##### Task inputs #####

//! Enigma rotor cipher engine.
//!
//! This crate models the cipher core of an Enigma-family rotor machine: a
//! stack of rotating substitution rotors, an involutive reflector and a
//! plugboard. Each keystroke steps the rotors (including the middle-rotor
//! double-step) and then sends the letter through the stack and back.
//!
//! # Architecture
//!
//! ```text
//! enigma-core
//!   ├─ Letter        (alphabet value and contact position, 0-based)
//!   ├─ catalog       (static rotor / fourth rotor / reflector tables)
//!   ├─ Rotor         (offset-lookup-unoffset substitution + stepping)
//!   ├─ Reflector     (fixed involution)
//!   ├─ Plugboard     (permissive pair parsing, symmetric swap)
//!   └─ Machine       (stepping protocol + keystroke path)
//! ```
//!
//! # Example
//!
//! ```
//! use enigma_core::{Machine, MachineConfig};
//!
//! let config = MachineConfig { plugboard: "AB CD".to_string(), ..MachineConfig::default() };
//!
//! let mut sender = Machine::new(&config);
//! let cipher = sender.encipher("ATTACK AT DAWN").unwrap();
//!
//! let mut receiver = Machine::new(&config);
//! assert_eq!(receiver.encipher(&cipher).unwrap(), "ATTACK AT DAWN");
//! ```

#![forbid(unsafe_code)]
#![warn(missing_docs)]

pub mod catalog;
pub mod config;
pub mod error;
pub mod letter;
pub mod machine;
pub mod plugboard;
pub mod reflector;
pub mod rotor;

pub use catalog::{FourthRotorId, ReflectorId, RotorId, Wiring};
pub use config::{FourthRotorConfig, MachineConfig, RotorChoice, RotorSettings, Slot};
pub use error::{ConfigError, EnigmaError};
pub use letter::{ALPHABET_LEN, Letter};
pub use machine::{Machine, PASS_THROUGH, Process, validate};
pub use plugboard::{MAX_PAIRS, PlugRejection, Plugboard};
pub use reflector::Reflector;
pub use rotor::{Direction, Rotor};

#####

Instructions to follow:
The response should be every record above restated exactly.

Written solution:
//! Enigma rotor cipher engine.
//!
//! This crate models the cipher core of an Enigma-family rotor machine: a
//! stack of rotating substitution rotors, an involutive reflector and a
//! plugboard. Each keystroke steps the rotors (including the middle-rotor
//! double-step) and then sends the letter through the stack and back.
//!
//! # Architecture
//!
//! ```text
//! enigma-core
//!   ├─ Letter        (alphabet value and contact position, 0-based)
//!   ├─ catalog       (static rotor / fourth rotor / reflector tables)
//!   ├─ Rotor         (offset-lookup-unoffset substitution + stepping)
//!   ├─ Reflector     (fixed involution)
//!   ├─ Plugboard     (permissive pair parsing, symmetric swap)
//!   └─ Machine       (stepping protocol + keystroke path)
//! ```
//!
//! # Example
//!
//! ```
//! use enigma_core::{Machine, MachineConfig};
//!
//! let config = MachineConfig { plugboard: "AB CD".to_string(), ..MachineConfig::default() };
//!
//! let mut sender = Machine::new(&config);
//! let cipher = sender.encipher("ATTACK AT DAWN").unwrap();
//!
//! let mut receiver = Machine::new(&config);
//! assert_eq!(receiver.encipher(&cipher).unwrap(), "ATTACK AT DAWN");
//! ```

#![forbid(unsafe_code)]
#![warn(missing_docs)]

pub mod catalog;
pub mod config;
pub mod error;
pub mod letter;
pub mod machine;
pub mod plugboard;
pub mod reflector;
pub mod rotor;

pub use catalog::{FourthRotorId, ReflectorId, RotorId, Wiring};
pub use config::{FourthRotorConfig, MachineConfig, RotorChoice, RotorSettings, Slot};
pub use error::{ConfigError, EnigmaError};
pub use letter::{ALPHABET_LEN, Letter};
pub use machine::{Machine, PASS_THROUGH, Process, validate};
pub use plugboard::{MAX_PAIRS, PlugRejection, Plugboard};
pub use reflector::Reflector;
pub use rotor::{Direction, Rotor};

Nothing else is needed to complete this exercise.